WHAT THIS TASK INVOLVES
Every entry must be reproduced word for word.

--- PROVIDED INFORMATION ---

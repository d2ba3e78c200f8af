use chrono::{DateTime, NaiveDate, NaiveDateTime};
use comfy_table::{Attribute, Cell, Table};
use tracing::debug;

use crate::api::{ApiError, InvoiceService};
use crate::model::InvoiceRecord;

/// What the history screen asks the service for.
#[derive(Debug, Clone, Default, PartialEq, Eq)]
pub enum HistoryQuery {
    #[default]
    All,
    Search(String),
}

impl HistoryQuery {
    /// A blank term means "show everything". Otherwise the term is searched
    /// for as typed.
    pub fn from_term(term: Option<&str>) -> Self {
        match term {
            Some(t) if !t.trim().is_empty() => HistoryQuery::Search(t.to_string()),
            _ => HistoryQuery::All,
        }
    }
}

#[derive(Debug, thiserror::Error)]
pub enum HistoryError {
    #[error("Failed to fetch invoices: {0}")]
    Fetch(#[source] ApiError),

    #[error("Search failed: {0}")]
    Search(#[source] ApiError),
}

pub fn lookup<S: InvoiceService>(
    service: &S,
    query: &HistoryQuery,
) -> Result<Vec<InvoiceRecord>, HistoryError> {
    debug!(?query, "loading invoice history");
    match query {
        HistoryQuery::All => service.list_invoices().map_err(HistoryError::Fetch),
        HistoryQuery::Search(term) => service.search_invoices(term).map_err(HistoryError::Search),
    }
}

/// The current query and the last list the service returned for it.
#[derive(Debug, Default)]
pub struct HistoryView {
    pub query: HistoryQuery,
    pub records: Vec<InvoiceRecord>,
}

impl HistoryView {
    pub fn new(query: HistoryQuery) -> Self {
        HistoryView { query, records: Vec::new() }
    }

    /// Reloads `records` for the current query. A failed lookup leaves the
    /// previous records in place.
    pub fn refresh<S: InvoiceService>(&mut self, service: &S) -> Result<(), HistoryError> {
        self.records = lookup(service, &self.query)?;
        Ok(())
    }
}

/// `2026-10-15T09:30:00Z` -> `15 Oct 2026`. Blank dates show as `-`,
/// anything unparseable is shown as received.
pub fn format_date(raw: &str) -> String {
    let raw = raw.trim();
    if raw.is_empty() {
        return "-".to_string();
    }
    let date = DateTime::parse_from_rfc3339(raw)
        .map(|d| d.date_naive())
        .or_else(|_| NaiveDateTime::parse_from_str(raw, "%Y-%m-%dT%H:%M:%S%.f").map(|d| d.date()))
        .or_else(|_| NaiveDate::parse_from_str(raw, "%Y-%m-%d"));
    match date {
        Ok(d) => d.format("%d %b %Y").to_string(),
        Err(_) => raw.to_string(),
    }
}

pub fn render_table(records: &[InvoiceRecord]) -> Table {
    let mut table = Table::new();
    table.set_header(vec![
        Cell::new("#"),
        Cell::new("Invoice No").add_attribute(Attribute::Bold),
        Cell::new("Date"),
        Cell::new("Customer"),
        Cell::new("Payment"),
    ]);
    for (index, record) in records.iter().enumerate() {
        table.add_row(vec![
            Cell::new(index + 1),
            Cell::new(&record.invoice_number),
            Cell::new(format_date(&record.date)),
            Cell::new(&record.customer_name),
            Cell::new(&record.payment_mode),
        ]);
    }
    table
}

---

SOLUTION TO THIS TASK
repository d2ba3e78c200f8af
use chrono::{DateTime, NaiveDate, NaiveDateTime};
use comfy_table::{Attribute, Cell, Table};
use tracing::debug;

use crate::api::{ApiError, InvoiceService};
use crate::model::InvoiceRecord;

/// What the history screen asks the service for.
#[derive(Debug, Clone, Default, PartialEq, Eq)]
pub enum HistoryQuery {
    #[default]
    All,
    Search(String),
}

impl HistoryQuery {
    /// A blank term means "show everything". Otherwise the term is searched
    /// for as typed.
    pub fn from_term(term: Option<&str>) -> Self {
        match term {
            Some(t) if !t.trim().is_empty() => HistoryQuery::Search(t.to_string()),
            _ => HistoryQuery::All,
        }
    }
}

#[derive(Debug, thiserror::Error)]
pub enum HistoryError {
    #[error("Failed to fetch invoices: {0}")]
    Fetch(#[source] ApiError),

    #[error("Search failed: {0}")]
    Search(#[source] ApiError),
}

pub fn lookup<S: InvoiceService>(
    service: &S,
    query: &HistoryQuery,
) -> Result<Vec<InvoiceRecord>, HistoryError> {
    debug!(?query, "loading invoice history");
    match query {
        HistoryQuery::All => service.list_invoices().map_err(HistoryError::Fetch),
        HistoryQuery::Search(term) => service.search_invoices(term).map_err(HistoryError::Search),
    }
}

/// The current query and the last list the service returned for it.
#[derive(Debug, Default)]
pub struct HistoryView {
    pub query: HistoryQuery,
    pub records: Vec<InvoiceRecord>,
}

impl HistoryView {
    pub fn new(query: HistoryQuery) -> Self {
        HistoryView { query, records: Vec::new() }
    }

    /// Reloads `records` for the current query. A failed lookup leaves the
    /// previous records in place.
    pub fn refresh<S: InvoiceService>(&mut self, service: &S) -> Result<(), HistoryError> {
        self.records = lookup(service, &self.query)?;
        Ok(())
    }
}

/// `2026-10-15T09:30:00Z` -> `15 Oct 2026`. Blank dates show as `-`,
/// anything unparseable is shown as received.
pub fn format_date(raw: &str) -> String {
    let raw = raw.trim();
    if raw.is_empty() {
        return "-".to_string();
    }
    let date = DateTime::parse_from_rfc3339(raw)
        .map(|d| d.date_naive())
        .or_else(|_| NaiveDateTime::parse_from_str(raw, "%Y-%m-%dT%H:%M:%S%.f").map(|d| d.date()))
        .or_else(|_| NaiveDate::parse_from_str(raw, "%Y-%m-%d"));
    match date {
        Ok(d) => d.format("%d %b %Y").to_string(),
        Err(_) => raw.to_string(),
    }
}

pub fn render_table(records: &[InvoiceRecord]) -> Table {
    let mut table = Table::new();
    table.set_header(vec![
        Cell::new("#"),
        Cell::new("Invoice No").add_attribute(Attribute::Bold),
        Cell::new("Date"),
        Cell::new("Customer"),
        Cell::new("Payment"),
    ]);
    for (index, record) in records.iter().enumerate() {
        table.add_row(vec![
            Cell::new(index + 1),
            Cell::new(&record.invoice_number),
            Cell::new(format_date(&record.date)),
            Cell::new(&record.customer_name),
            Cell::new(&record.payment_mode),
        ]);
    }
    table
}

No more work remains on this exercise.